(TO DO) Tally the lines below that include the string "filename". Reply with the total only.

(DATA PROVIDED)
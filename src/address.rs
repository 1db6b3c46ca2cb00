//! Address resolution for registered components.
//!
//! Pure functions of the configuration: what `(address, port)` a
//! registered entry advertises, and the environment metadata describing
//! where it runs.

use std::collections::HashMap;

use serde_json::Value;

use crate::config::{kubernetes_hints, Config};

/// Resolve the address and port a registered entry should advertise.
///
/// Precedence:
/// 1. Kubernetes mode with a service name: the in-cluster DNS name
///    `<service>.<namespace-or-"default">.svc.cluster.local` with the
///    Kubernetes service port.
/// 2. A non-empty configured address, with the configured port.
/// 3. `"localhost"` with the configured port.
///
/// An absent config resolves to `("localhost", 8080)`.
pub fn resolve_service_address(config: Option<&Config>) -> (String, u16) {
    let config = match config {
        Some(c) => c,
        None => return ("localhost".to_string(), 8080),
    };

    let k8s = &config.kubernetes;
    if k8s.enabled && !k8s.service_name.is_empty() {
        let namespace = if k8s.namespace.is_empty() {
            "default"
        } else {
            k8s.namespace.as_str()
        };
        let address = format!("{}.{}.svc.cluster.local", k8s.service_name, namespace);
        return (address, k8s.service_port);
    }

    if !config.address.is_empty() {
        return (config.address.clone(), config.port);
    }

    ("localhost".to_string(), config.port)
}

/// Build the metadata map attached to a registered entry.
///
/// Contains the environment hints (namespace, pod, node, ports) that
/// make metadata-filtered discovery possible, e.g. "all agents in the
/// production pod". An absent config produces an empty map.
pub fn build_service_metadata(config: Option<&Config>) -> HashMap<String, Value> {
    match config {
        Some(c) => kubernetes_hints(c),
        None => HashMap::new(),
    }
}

==

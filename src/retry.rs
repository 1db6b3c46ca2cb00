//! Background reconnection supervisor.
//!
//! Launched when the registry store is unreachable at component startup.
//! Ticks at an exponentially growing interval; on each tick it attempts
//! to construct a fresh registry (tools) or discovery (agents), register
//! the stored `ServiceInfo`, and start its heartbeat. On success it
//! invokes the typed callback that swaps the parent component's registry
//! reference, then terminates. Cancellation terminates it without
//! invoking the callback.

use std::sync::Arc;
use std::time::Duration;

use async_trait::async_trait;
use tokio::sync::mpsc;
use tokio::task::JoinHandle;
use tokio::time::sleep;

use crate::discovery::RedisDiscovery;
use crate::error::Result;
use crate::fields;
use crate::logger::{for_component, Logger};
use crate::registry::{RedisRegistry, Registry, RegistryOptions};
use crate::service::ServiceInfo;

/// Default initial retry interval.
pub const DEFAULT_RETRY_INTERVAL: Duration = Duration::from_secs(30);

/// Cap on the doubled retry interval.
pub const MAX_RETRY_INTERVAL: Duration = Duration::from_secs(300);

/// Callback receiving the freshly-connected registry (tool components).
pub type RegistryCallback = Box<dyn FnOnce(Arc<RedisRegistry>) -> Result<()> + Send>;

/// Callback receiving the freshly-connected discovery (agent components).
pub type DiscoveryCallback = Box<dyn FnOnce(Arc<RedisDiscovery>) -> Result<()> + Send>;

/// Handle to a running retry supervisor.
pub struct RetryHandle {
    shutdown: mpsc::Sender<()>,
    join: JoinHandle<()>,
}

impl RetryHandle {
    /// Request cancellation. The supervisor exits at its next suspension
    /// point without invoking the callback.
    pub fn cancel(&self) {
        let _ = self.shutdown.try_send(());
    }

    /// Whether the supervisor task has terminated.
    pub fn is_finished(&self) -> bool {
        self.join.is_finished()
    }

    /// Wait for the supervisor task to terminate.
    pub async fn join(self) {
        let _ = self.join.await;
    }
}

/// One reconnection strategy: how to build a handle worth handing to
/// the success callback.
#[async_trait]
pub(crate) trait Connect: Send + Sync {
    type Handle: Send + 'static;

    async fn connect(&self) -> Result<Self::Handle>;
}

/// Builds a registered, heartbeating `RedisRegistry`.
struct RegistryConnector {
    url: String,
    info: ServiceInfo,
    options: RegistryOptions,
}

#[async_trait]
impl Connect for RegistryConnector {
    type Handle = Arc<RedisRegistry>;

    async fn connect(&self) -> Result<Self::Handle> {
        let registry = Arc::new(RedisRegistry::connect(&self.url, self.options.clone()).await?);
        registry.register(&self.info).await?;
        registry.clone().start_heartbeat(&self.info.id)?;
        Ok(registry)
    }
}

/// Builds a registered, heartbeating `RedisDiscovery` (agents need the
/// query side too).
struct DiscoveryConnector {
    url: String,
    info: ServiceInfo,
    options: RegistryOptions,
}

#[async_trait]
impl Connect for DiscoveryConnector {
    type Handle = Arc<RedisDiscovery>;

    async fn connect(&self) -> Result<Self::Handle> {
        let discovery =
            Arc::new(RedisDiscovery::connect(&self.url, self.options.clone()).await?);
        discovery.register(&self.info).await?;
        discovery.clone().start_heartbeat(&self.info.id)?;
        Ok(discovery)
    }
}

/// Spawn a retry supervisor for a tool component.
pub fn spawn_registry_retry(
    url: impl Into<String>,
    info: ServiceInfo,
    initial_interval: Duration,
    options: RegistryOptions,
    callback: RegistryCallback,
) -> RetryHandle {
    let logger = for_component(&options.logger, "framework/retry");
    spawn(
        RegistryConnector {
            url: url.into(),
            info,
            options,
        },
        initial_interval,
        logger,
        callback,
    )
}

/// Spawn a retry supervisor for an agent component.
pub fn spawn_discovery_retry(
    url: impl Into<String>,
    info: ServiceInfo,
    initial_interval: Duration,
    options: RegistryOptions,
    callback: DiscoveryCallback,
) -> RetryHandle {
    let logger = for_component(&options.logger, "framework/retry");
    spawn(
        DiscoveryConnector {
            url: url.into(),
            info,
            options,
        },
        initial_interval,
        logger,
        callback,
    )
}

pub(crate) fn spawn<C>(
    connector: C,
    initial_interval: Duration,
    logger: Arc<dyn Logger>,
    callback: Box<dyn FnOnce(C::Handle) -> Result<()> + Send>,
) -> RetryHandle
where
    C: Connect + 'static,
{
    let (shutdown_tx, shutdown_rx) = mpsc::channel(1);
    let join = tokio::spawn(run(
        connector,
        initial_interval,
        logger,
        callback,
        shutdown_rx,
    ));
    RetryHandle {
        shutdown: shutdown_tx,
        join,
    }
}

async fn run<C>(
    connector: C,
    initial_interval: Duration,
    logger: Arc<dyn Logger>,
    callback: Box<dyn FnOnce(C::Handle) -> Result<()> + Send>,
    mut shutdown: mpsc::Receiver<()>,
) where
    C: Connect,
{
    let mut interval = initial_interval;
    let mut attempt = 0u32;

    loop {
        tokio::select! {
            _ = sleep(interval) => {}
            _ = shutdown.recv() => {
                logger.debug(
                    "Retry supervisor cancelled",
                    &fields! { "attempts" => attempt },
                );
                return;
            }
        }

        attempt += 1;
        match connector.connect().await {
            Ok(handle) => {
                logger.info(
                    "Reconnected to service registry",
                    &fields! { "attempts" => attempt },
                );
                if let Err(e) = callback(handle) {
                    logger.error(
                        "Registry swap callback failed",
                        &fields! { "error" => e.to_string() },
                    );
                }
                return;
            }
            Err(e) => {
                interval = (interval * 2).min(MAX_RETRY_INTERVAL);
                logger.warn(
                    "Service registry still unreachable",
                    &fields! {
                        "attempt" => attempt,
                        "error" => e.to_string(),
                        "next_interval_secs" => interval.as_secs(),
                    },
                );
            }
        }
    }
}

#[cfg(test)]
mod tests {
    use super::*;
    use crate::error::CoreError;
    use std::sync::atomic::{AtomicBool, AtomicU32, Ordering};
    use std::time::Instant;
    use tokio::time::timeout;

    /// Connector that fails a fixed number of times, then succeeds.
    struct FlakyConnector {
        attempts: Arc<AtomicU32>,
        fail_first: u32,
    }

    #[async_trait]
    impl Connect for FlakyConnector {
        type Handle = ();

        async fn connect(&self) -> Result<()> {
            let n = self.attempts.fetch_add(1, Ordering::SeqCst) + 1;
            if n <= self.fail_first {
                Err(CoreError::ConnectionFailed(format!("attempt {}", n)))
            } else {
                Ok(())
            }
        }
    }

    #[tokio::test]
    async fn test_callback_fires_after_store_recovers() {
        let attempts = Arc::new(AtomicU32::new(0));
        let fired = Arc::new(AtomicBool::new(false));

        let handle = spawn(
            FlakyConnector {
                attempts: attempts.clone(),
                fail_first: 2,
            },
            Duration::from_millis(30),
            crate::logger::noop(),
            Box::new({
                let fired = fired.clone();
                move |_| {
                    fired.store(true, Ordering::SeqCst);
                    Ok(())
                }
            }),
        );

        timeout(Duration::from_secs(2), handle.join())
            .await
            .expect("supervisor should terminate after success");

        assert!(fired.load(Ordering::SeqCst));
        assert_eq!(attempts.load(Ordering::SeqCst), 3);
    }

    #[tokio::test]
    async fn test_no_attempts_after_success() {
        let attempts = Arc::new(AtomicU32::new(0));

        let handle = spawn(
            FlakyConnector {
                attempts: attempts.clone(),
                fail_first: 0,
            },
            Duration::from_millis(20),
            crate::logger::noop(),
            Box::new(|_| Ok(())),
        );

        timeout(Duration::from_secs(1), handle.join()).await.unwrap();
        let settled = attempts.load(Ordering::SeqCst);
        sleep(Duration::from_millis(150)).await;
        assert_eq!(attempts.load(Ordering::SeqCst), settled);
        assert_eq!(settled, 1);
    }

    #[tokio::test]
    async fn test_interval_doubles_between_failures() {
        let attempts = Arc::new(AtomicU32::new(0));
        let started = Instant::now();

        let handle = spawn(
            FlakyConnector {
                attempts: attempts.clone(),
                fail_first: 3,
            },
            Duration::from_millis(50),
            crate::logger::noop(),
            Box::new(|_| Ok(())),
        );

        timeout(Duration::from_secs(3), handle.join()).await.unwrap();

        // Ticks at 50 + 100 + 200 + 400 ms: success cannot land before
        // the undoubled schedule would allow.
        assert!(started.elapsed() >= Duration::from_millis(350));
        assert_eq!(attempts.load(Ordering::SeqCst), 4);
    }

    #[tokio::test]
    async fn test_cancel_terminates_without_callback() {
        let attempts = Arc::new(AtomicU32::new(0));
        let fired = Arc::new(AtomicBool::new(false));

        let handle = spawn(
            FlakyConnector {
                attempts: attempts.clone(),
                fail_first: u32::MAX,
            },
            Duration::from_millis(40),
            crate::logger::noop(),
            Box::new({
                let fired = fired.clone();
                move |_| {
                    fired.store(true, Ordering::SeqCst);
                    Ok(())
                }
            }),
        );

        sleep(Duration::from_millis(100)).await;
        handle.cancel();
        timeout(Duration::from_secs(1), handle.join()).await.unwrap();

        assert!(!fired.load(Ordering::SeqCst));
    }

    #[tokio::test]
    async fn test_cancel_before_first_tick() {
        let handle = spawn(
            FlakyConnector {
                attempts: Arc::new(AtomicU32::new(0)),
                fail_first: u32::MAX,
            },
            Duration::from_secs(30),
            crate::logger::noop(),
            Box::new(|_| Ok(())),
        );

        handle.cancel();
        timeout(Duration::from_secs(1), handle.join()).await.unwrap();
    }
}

(YOUR SOLUTION) 2